IT MUST HAVE BEEN THOSE TONEY BOYS // A LOCAL BAND RETURNS

Where they come from, the Toney Boys have a reputation for mischief.
“Growing up, we tended to get in trouble,” Glenn Toney said. “One time something happened on the street, I can’t recall what, and someone said to me ‘it must have been those Toney Boys.’ I guess she didn’t realize that I was one of those Toney boys.”
That memory stuck with him for a long time, and he and his brother, Chad, never stopped being known in Brentwood, Tennessee as those Toney Boys. Now 47 and 43, they don’t spend much time causing neighborhood-wide mayhem but, every now and then when the workweek ends and the kids have a babysitter, they pick up a guitar and a microphone and they get to be just those Toney Boys again.
“This is our alter ego,” Glenn Toney said. “Yeah, let’s call it that.”
The band, scheduled to join other local musicians at the Southern Rock and Roll Blues Show at Bama Theatre on June 28, specializes in a blend of southern rock and roll, funk and blues. At an age when many musicians have grown frustrated and leave the music industry, the Toney Boys are just now picking up where they left off more than twenty years ago.
Getting Started:
“Good choice,” came a voice in the Kroger’s line behind Glenn Toney after he’d ordered his pizza.
Glenn, then a senior in high school, turned curiously to see who was behind him. He had to peer down to meet the gaze of the short woman with the blonde wig, even though she was wearing high heels.
“Say, don’t I know you?” Dolly Parton asked him. “You play basketball, don’t you? You know, Parson Deen is my nephew and I watch all of his games on cable access.
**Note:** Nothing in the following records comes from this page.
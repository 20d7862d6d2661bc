//! Reply sources: the MABOT gateway, or canned replies when no gateway is configured.

use std::sync::Arc;

use mabot_api::{FileStore, KeyValueStore, MabotClient, MabotConfig, WebMessage};
use rand::Rng;
use tracing::{debug, info, warn};

use crate::config::{AssistConfig, ConfigError, Credentials, GatewayConfig};
use crate::conversation::ConversationMap;
use crate::error::AssistError;

const USER_AGENT: &str = concat!("sap-assist/", env!("CARGO_PKG_VERSION"));

#[derive(Debug)]
pub enum Assistant {
    Gateway(GatewayAssistant),
    Simulated(SimulatedAssistant),
}

impl Assistant {
    /// Gateway when `MABOT_API_URL` is configured, otherwise simulated.
    ///
    /// Tokens and conversation mappings live in JSON files under the data
    /// directory.
    pub fn from_config(config: &AssistConfig) -> Result<Self, AssistError> {
        let Some(gateway) = &config.gateway else {
            info!("MABOT_API_URL not set; using simulated replies");
            return Ok(Self::Simulated(SimulatedAssistant));
        };
        let credentials = Arc::new(FileStore::open(config.credentials_path())?);
        let conversations = Arc::new(FileStore::open(config.conversations_path())?);
        Ok(Self::Gateway(GatewayAssistant::new(
            gateway,
            credentials,
            conversations,
        )?))
    }

    pub fn is_gateway(&self) -> bool {
        matches!(self, Self::Gateway(_))
    }

    pub async fn reply(&self, local_chat_id: &str, text: &str) -> Result<String, AssistError> {
        match self {
            Self::Gateway(gateway) => gateway.reply(local_chat_id, text).await,
            Self::Simulated(simulated) => Ok(simulated.reply(text)),
        }
    }

    pub async fn reply_to_audio(
        &self,
        local_chat_id: &str,
        bytes: &[u8],
        filename: &str,
        mimetype: &str,
    ) -> Result<String, AssistError> {
        match self {
            Self::Gateway(gateway) => {
                gateway
                    .reply_to_audio(local_chat_id, bytes, filename, mimetype)
                    .await
            }
            Self::Simulated(_) => Err(AssistError::AudioUnsupported),
        }
    }

    /// Drops whatever remote state is tied to a deleted local chat.
    pub fn forget_chat(&self, local_chat_id: &str) {
        if let Self::Gateway(gateway) = self {
            gateway.forget_conversation(local_chat_id);
        }
    }
}

#[derive(Debug)]
pub struct GatewayAssistant {
    client: MabotClient,
    credentials: Option<Credentials>,
    bot_username: Option<String>,
    conversations: ConversationMap,
}

impl GatewayAssistant {
    pub fn new(
        config: &GatewayConfig,
        token_store: Arc<dyn KeyValueStore>,
        conversation_store: Arc<dyn KeyValueStore>,
    ) -> Result<Self, AssistError> {
        let mut mabot = MabotConfig::new(config.base_url.clone()).with_user_agent(USER_AGENT);
        if let Some(timeout) = config.timeout {
            mabot = mabot.with_timeout(timeout);
        }

        Ok(Self {
            client: MabotClient::new(mabot, token_store)?,
            credentials: config.credentials.clone(),
            bot_username: config.bot_username.clone(),
            conversations: ConversationMap::new(conversation_store),
        })
    }

    pub fn client(&self) -> &MabotClient {
        &self.client
    }

    pub async fn reply(&self, local_chat_id: &str, text: &str) -> Result<String, AssistError> {
        self.exchange(local_chat_id, WebMessage::text(text)).await
    }

    pub async fn reply_to_audio(
        &self,
        local_chat_id: &str,
        bytes: &[u8],
        filename: &str,
        mimetype: &str,
    ) -> Result<String, AssistError> {
        self.exchange(local_chat_id, WebMessage::audio(bytes, filename, mimetype))
            .await
    }

    pub fn forget_conversation(&self, local_chat_id: &str) {
        if let Err(error) = self.conversations.forget(local_chat_id) {
            warn!(local_chat_id, %error, "failed to clear MABOT conversation id");
        } else {
            debug!(local_chat_id, "unlinked MABOT conversation");
        }
    }

    /// Logs in with the configured credentials unless tokens are already stored.
    pub async fn ensure_login(&self) -> Result<(), AssistError> {
        if self.client.is_authenticated() {
            return Ok(());
        }
        let Some(credentials) = &self.credentials else {
            return Err(ConfigError::MissingCredentials.into());
        };
        debug!(username = %credentials.username, "no stored tokens; logging in");
        self.client
            .login(&credentials.username, &credentials.password)
            .await?;
        Ok(())
    }

    async fn exchange(
        &self,
        local_chat_id: &str,
        message: WebMessage,
    ) -> Result<String, AssistError> {
        self.ensure_login().await?;

        let remote_chat_id = self.conversations.remote_id(local_chat_id);
        let message = message
            .with_chat_id(remote_chat_id.clone())
            .with_platform_chat_id(Some(local_chat_id.to_owned()))
            .with_bot_username(self.bot_username.clone());
        let reply = self.client.send_web_message(message).await?;

        if remote_chat_id.is_none() && !reply.chat_id.trim().is_empty() {
            if let Err(error) = self.conversations.remember(local_chat_id, &reply.chat_id) {
                warn!(local_chat_id, %error, "failed to persist MABOT conversation id");
            } else {
                debug!(local_chat_id, remote_chat_id = %reply.chat_id, "linked MABOT conversation");
            }
        }

        Ok(reply.assistant_text())
    }
}

/// Canned SAP-support replies that echo the question back.
#[derive(Debug, Clone, Copy, Default)]
pub struct SimulatedAssistant;

impl SimulatedAssistant {
    pub const REPLY_COUNT: usize = 3;

    pub fn reply(&self, text: &str) -> String {
        let index = rand::thread_rng().gen_range(0..Self::REPLY_COUNT);
        self.reply_with(index, text)
    }

    /// `index` is taken modulo [`Self::REPLY_COUNT`].
    pub fn reply_with(&self, index: usize, text: &str) -> String {
        match index % Self::REPLY_COUNT {
            0 => format!(
                "Para consultas sobre {}, te recomiendo revisar las transacciones SE80 para \
                 desarrollo y SM30 para configuración de tablas. ¿Necesitas información más \
                 específica sobre algún módulo en particular?",
                text.to_lowercase()
            ),
            1 => format!(
                "En SAP, para resolver tu consulta sobre \"{text}\", deberías comenzar por \
                 verificar las autorizaciones en SU53 y luego revisar la configuración en SPRO. \
                 ¿Te gustaría que profundice en algún aspecto específico?"
            ),
            _ => format!(
                "Basándome en tu pregunta sobre \"{text}\", en SAP esto se maneja típicamente a \
                 través del módulo correspondiente. Te sugiero revisar la documentación en SE61 \
                 o consultar las notas SAP relevantes. ¿Qué módulo específico estás utilizando?"
            ),
        }
    }
}

#[cfg(test)]
mod tests {
    use super::*;

    #[test]
    fn simulated_replies_embed_the_question() {
        let assistant = SimulatedAssistant;
        assert!(assistant
            .reply_with(0, "Pedidos MM")
            .starts_with("Para consultas sobre pedidos mm, te recomiendo"));
        assert!(assistant
            .reply_with(1, "Pedidos MM")
            .contains("tu consulta sobre \"Pedidos MM\""));
        assert!(assistant.reply_with(2, "Pedidos MM").contains("SE61"));
        assert_eq!(
            assistant.reply_with(3, "x"),
            assistant.reply_with(0, "x")
        );
    }

    #[test]
    fn random_reply_is_one_of_the_canned_ones() {
        let assistant = SimulatedAssistant;
        let reply = assistant.reply("FI");
        assert!((0..SimulatedAssistant::REPLY_COUNT).any(|i| assistant.reply_with(i, "FI") == reply));
    }

    #[tokio::test]
    async fn simulated_assistant_rejects_audio() {
        let assistant = Assistant::Simulated(SimulatedAssistant);
        let error = assistant
            .reply_to_audio("chat", b"OggS", "nota.ogg", "audio/ogg")
            .await
            .expect_err("audio needs the gateway");
        assert!(matches!(error, AssistError::AudioUnsupported));
    }

    #[tokio::test]
    async fn gateway_without_credentials_or_tokens_is_a_config_error() {
        let config = GatewayConfig {
            base_url: "http://127.0.0.1:9".to_owned(),
            credentials: None,
            bot_username: None,
            timeout: None,
        };
        let gateway = GatewayAssistant::new(
            &config,
            Arc::new(mabot_api::MemoryStore::new()),
            Arc::new(mabot_api::MemoryStore::new()),
        )
        .expect("gateway assistant");

        let error = gateway
            .reply("chat", "hola")
            .await
            .expect_err("login is impossible");
        assert!(matches!(
            error,
            AssistError::Config(ConfigError::MissingCredentials)
        ));
    }
}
That’s where I’ve seen you.”
Growing up near Nashville, musical giants like Parton were hard to avoid. Ashley Judd had once asked him to the Sadie Hawkins dance when they were in middle school. Larry Gatlin lived just down the street. All in all, it seemed that Glenn had all the inspiration and resources he needed to become a musician, except that his father wouldn’t let him learn to play guitar.
“I grew up in… not a musical family,” Glenn said. “At least not as far as my mother and father are concerned. My father was more into me playing sports than he was into me playing an instrument, which, I can understand that.”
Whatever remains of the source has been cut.